• [YOUR GOAL] Review the material line by line. Identify and copy every line that contains the string "TitleSetSummary".

__________________________________________________

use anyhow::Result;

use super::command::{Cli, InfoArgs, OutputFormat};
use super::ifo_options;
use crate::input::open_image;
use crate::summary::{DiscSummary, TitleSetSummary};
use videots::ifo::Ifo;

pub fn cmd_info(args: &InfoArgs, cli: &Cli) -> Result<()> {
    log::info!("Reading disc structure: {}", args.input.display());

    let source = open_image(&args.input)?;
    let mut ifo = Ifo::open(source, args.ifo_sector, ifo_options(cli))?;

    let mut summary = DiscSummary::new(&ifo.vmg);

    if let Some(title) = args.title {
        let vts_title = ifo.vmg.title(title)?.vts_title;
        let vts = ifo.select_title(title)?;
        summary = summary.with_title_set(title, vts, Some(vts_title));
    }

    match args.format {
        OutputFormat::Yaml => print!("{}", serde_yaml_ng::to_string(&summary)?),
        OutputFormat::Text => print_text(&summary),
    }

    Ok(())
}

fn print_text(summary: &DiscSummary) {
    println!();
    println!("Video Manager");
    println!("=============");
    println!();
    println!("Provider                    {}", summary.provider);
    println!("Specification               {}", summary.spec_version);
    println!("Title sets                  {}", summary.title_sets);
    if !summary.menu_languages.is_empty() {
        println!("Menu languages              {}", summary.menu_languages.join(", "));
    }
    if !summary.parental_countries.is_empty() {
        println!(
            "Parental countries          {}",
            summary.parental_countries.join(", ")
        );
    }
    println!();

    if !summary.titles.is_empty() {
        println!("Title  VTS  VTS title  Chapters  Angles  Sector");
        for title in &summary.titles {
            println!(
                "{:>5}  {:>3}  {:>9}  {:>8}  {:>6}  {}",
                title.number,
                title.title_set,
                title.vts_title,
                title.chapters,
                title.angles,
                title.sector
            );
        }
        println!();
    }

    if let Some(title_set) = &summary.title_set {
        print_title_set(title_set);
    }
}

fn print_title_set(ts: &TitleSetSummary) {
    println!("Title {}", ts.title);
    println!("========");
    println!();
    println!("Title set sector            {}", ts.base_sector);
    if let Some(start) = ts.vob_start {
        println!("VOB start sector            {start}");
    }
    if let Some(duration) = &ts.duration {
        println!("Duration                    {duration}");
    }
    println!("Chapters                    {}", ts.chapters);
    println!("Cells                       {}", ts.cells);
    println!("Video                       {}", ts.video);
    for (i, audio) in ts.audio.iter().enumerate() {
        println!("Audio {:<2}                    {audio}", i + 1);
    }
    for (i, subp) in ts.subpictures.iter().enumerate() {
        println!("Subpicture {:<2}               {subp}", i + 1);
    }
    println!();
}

__________________________________________________

• [OUTPUT]
use crate::summary::{DiscSummary, TitleSetSummary};
fn print_title_set(ts: &TitleSetSummary) {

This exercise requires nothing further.